As AK EUROPA has already reported, last year the Commission presented two Directives, as to how tax avoidance practices might be avoided - on the one hand based on the OECD Agreement on BEPS (Bode Erosion and Profit Shifting) and by an automatic exchange of information between the European Member States on the other. The reason for this initiative is aggressive tax practices by multinationals, which reduce their tax base with the help of tax oases. Well-known companies, such as Starbucks and Google, have already been ordered to make payments of tax arrears. Apple and Amazon are still under investigation. According to estimates of the Commission, the damage, caused by such tax avoidance practices is in the region of 1,000 billion euros. The Committee of the European Parliament in charge of this issue was to enable an informative exchange between Parliament and representatives of multinationals and those European countries, which the Commission rated as “non-cooperating states” last year. However, it became clear that the gulf between both sides is deep and that different opinions exist with regard to some issues.

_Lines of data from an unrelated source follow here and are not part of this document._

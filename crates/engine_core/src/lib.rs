//! Core types shared by generation and the economy.
//!
//! This crate provides the foundational types used across the workspace:
//! - Resources, buildings, planets, zones, and saves
//! - The static building table
//! - Configuration values and the error type
//! - Clock abstraction for the tick loop

pub mod building;
pub mod config;
pub mod error;
pub mod planet;
pub mod resources;
pub mod time;

pub use building::*;
pub use config::*;
pub use error::*;
pub use planet::*;
pub use resources::*;
pub use time::*;

// Re-export commonly used types
pub use glam::IVec2;
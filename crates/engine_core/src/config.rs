//! Tunables for generation and the economy. Plain values; loading them from
//! disk is the binary's job.

use serde::{Deserialize, Serialize};

use crate::resources::{ResourceStorage, ResourceType};

/// Universe generation parameters.
#[derive(Debug, Clone, PartialEq, Serialize, Deserialize)]
pub struct UniverseConfig {
    /// Base seed every galaxy, planet, and player seed is derived from.
    #[serde(default = "default_global_seed")]
    pub global_seed: u64,
    /// Galaxy side length in slots (9 → 81 slots).
    #[serde(default = "default_grid_size")]
    pub galaxy_grid_size: u32,
    /// Occupancy threshold in [0, 1]: a cell holds a planet when its
    /// normalised density noise falls below this.
    #[serde(default = "default_planet_density")]
    pub planet_density: f64,
    #[serde(default = "default_min_planet_size")]
    pub min_planet_size: u32,
    #[serde(default = "default_max_planet_size")]
    pub max_planet_size: u32,
}

fn default_global_seed() -> u64 {
    42069
}
fn default_grid_size() -> u32 {
    9
}
fn default_planet_density() -> f64 {
    0.6
}
fn default_min_planet_size() -> u32 {
    4
}
fn default_max_planet_size() -> u32 {
    7
}

impl Default for UniverseConfig {
    fn default() -> Self {
        Self {
            global_seed: default_global_seed(),
            galaxy_grid_size: default_grid_size(),
            planet_density: default_planet_density(),
            min_planet_size: default_min_planet_size(),
            max_planet_size: default_max_planet_size(),
        }
    }
}

impl UniverseConfig {
    /// Number of slots in one galaxy.
    pub fn slot_count(&self) -> usize {
        (self.galaxy_grid_size * self.galaxy_grid_size) as usize
    }
}

/// Production and offline-reward parameters.
#[derive(Debug, Clone, PartialEq, Serialize, Deserialize)]
pub struct EconomyConfig {
    #[serde(default = "default_tick_interval_ms")]
    pub tick_interval_ms: u64,
    /// Fraction of normal production granted for offline time, in [0, 1].
    #[serde(default = "default_offline_bonus_rate")]
    pub offline_bonus_rate: f64,
    #[serde(default = "default_max_offline_hours")]
    pub max_offline_hours: u32,
    #[serde(default = "default_starting_resources")]
    pub starting_resources: ResourceStorage,
}

fn default_tick_interval_ms() -> u64 {
    1000
}
fn default_offline_bonus_rate() -> f64 {
    0.25
}
fn default_max_offline_hours() -> u32 {
    24
}
fn default_starting_resources() -> ResourceStorage {
    ResourceStorage::from_amounts(&[
        (ResourceType::Minerals, 500.0),
        (ResourceType::Energy, 500.0),
        (ResourceType::Food, 500.0),
    ])
}

impl Default for EconomyConfig {
    fn default() -> Self {
        Self {
            tick_interval_ms: default_tick_interval_ms(),
            offline_bonus_rate: default_offline_bonus_rate(),
            max_offline_hours: default_max_offline_hours(),
            starting_resources: default_starting_resources(),
        }
    }
}

impl EconomyConfig {
    pub fn tick_interval_secs(&self) -> f64 {
        self.tick_interval_ms as f64 / 1000.0
    }
}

Tax agreements and Exchange of information

The invited representatives of the corporations mentioned more than once that they would adhere to current EU rulings and that they would only apply legal tax incentives to benefit from tax breaks. Monaco, Liechtenstein and Andorra pointed out that because of the large number of bilateral agreements, transparency and exchange of information between other states would be promoted and that one had implemented EU laws to become part of the European internal market. Nevertheless, one would welcome a simpler, coherent and international set of rules. The OECD Agreement had been received positively. However, MEPs pointed out that tax oases would not permit full transparency, as, for example, central registers of economic corporate owners, which would shed a light on anonymous enterprises and trusts, did not exist. Apart from that, MEPs criticised the high tax breaks and depreciation opportunities, offered by these countries. With regard to corporations, MEPs complained that these would misuse tax assessments (confirmations by authorities issued to corporations as to how to calculate their tax liability) to minimise their tax base.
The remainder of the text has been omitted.